What lines in the records below mention "crates"? List them all.

GIVEN RECORDS.
>>
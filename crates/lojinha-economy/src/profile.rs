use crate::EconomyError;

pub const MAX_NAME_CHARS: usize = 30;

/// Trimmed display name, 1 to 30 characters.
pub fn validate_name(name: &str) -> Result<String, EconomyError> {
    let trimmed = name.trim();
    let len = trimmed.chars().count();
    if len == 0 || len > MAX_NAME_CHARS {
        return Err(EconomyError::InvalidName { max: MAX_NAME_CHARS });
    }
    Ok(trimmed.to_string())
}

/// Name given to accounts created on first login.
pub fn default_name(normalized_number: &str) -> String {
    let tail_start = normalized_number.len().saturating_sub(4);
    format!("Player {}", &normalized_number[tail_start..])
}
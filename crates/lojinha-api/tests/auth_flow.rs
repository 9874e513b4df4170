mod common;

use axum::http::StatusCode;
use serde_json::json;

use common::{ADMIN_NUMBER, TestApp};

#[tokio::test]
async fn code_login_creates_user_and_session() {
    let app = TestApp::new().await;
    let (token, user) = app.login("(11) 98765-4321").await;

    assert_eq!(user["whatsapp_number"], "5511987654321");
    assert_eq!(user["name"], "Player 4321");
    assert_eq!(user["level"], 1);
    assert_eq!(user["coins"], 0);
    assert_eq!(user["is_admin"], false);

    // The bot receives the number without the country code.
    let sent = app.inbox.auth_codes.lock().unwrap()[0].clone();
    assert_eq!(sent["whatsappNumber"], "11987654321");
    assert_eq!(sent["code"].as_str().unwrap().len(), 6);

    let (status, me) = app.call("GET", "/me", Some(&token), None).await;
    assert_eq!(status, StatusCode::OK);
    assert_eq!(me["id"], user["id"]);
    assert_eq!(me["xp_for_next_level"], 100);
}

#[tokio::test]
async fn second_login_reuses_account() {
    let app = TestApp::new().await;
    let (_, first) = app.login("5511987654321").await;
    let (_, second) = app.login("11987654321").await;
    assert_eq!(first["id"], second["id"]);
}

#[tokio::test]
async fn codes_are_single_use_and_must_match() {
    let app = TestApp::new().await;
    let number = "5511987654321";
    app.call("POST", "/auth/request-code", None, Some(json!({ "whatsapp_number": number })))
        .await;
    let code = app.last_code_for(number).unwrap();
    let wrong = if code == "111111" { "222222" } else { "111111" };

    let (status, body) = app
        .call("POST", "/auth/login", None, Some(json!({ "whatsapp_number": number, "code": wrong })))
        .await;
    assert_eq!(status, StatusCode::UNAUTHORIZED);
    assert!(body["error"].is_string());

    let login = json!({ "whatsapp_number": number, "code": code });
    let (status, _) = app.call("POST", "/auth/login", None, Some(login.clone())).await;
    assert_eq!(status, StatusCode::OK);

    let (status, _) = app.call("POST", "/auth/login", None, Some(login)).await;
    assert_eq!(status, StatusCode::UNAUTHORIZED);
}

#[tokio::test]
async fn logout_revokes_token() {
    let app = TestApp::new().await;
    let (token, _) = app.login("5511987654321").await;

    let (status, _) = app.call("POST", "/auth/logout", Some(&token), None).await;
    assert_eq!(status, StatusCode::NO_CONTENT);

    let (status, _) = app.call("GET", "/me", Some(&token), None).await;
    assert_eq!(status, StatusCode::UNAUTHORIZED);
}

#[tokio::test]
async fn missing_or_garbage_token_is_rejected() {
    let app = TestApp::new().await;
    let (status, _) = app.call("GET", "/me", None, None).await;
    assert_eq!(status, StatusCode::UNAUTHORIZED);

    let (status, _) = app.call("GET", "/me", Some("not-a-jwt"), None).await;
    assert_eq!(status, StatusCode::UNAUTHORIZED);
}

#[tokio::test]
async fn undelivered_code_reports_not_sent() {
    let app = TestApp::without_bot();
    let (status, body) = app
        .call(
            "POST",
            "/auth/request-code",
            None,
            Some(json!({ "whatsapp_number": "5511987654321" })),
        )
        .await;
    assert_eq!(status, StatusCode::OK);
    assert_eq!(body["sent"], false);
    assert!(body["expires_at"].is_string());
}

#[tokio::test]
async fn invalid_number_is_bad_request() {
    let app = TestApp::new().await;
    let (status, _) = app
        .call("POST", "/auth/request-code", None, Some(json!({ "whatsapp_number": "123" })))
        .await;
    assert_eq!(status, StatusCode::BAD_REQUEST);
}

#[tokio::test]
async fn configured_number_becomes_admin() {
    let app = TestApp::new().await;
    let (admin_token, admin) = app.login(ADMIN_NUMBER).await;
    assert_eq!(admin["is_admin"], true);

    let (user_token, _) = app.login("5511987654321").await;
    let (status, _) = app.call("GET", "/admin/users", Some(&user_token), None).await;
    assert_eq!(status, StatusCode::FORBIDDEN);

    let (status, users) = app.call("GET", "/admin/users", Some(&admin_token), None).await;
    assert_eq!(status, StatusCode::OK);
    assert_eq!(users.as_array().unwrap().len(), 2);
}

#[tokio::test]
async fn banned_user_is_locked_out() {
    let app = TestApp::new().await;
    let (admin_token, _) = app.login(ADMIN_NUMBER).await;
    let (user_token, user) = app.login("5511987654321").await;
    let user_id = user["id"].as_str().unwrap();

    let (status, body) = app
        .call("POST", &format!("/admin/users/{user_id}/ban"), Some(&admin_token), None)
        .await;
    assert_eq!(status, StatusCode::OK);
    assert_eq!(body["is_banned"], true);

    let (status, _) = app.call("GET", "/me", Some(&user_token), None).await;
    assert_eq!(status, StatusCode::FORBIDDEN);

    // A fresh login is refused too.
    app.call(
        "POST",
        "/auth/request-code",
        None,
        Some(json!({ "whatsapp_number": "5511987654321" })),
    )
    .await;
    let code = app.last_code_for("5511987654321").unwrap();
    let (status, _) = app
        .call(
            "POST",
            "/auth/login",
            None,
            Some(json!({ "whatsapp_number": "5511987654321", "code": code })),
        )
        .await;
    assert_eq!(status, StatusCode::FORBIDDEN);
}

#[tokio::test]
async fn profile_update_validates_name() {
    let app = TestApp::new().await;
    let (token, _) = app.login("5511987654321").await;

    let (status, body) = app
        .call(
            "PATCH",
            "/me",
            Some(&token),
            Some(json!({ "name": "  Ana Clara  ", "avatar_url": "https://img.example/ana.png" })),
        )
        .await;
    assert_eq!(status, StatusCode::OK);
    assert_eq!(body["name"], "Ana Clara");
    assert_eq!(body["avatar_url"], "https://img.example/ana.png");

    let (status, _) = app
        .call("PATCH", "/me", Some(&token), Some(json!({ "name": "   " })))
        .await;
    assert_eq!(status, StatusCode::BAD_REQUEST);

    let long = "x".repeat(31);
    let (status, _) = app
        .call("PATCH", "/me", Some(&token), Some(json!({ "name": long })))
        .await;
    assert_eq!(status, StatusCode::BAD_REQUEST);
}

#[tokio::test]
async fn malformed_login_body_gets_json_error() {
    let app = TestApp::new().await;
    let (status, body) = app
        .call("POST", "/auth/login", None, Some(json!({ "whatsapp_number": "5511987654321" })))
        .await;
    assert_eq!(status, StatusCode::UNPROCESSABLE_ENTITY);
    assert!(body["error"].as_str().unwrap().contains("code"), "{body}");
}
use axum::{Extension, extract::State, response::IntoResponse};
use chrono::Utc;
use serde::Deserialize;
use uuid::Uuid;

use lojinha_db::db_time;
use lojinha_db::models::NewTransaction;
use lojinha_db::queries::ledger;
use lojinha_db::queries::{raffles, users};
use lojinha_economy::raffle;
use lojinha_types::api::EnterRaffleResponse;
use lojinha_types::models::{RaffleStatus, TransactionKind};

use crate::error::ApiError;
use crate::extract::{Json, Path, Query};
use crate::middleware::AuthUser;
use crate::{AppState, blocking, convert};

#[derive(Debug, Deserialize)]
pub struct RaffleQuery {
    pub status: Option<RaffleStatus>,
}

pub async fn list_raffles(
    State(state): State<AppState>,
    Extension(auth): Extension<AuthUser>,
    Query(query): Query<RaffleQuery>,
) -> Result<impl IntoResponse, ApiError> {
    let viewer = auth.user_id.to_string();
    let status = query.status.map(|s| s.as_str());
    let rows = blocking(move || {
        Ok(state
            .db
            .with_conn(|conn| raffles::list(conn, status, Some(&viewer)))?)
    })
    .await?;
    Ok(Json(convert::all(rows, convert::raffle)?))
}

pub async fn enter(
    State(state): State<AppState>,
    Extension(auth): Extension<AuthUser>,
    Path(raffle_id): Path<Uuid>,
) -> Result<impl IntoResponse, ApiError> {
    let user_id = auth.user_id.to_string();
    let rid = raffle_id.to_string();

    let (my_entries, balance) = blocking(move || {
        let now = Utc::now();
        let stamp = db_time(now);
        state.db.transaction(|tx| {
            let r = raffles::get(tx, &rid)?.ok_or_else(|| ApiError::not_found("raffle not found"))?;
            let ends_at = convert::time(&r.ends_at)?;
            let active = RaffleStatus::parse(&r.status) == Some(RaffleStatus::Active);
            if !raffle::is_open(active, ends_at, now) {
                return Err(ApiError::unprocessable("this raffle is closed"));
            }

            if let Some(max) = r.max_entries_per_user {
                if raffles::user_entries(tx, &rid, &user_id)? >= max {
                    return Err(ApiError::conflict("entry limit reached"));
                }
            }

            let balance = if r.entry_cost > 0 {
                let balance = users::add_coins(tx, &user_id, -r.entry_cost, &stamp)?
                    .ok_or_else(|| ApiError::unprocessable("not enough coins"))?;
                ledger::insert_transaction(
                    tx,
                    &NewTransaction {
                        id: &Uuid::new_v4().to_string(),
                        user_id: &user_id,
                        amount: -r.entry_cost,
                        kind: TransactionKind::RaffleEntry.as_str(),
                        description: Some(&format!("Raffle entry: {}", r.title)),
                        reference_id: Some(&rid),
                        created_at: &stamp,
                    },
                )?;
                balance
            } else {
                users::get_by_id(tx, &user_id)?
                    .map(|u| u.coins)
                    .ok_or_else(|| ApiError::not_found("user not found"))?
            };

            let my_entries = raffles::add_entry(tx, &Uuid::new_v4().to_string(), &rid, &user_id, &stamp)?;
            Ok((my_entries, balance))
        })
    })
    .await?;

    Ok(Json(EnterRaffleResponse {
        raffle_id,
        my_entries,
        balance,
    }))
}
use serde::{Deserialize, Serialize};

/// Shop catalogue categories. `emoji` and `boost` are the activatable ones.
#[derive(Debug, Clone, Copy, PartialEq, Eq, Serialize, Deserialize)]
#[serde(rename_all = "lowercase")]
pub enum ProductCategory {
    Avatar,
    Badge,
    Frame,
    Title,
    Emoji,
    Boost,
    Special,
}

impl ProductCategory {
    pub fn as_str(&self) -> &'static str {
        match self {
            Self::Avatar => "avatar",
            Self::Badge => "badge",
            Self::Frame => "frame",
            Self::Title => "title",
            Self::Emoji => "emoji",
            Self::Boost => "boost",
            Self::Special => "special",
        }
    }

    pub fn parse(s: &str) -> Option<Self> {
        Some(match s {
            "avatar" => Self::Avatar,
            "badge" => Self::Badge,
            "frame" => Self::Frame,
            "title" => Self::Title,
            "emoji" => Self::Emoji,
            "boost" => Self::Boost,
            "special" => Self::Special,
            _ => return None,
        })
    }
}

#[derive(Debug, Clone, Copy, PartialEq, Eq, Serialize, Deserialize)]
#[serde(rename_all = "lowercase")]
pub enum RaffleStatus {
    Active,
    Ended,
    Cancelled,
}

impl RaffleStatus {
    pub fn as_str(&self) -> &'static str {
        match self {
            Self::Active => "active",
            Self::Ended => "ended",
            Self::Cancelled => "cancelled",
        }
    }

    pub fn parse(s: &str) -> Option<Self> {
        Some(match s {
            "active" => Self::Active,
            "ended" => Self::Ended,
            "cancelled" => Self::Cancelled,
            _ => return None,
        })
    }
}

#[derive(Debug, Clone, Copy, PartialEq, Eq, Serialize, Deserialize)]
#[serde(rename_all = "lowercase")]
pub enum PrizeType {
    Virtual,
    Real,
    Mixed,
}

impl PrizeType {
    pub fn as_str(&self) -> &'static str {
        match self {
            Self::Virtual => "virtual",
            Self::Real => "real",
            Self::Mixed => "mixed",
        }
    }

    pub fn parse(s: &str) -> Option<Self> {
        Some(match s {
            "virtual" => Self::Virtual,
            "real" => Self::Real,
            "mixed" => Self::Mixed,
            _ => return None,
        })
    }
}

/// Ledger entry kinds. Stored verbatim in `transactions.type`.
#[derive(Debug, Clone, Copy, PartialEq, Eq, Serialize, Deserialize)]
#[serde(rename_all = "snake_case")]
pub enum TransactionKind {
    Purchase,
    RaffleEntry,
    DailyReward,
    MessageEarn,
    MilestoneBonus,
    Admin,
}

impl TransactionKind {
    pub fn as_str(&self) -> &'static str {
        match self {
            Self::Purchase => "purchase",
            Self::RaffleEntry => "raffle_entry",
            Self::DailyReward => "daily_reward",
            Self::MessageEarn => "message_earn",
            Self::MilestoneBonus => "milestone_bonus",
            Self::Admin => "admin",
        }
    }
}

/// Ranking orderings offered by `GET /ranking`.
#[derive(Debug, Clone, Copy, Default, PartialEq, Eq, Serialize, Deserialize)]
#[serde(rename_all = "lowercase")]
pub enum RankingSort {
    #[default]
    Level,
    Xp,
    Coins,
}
<<
TASK SOLUTION.
filename crates/lojinha-economy/src/profile.rs
filename crates/lojinha-api/tests/auth_flow.rs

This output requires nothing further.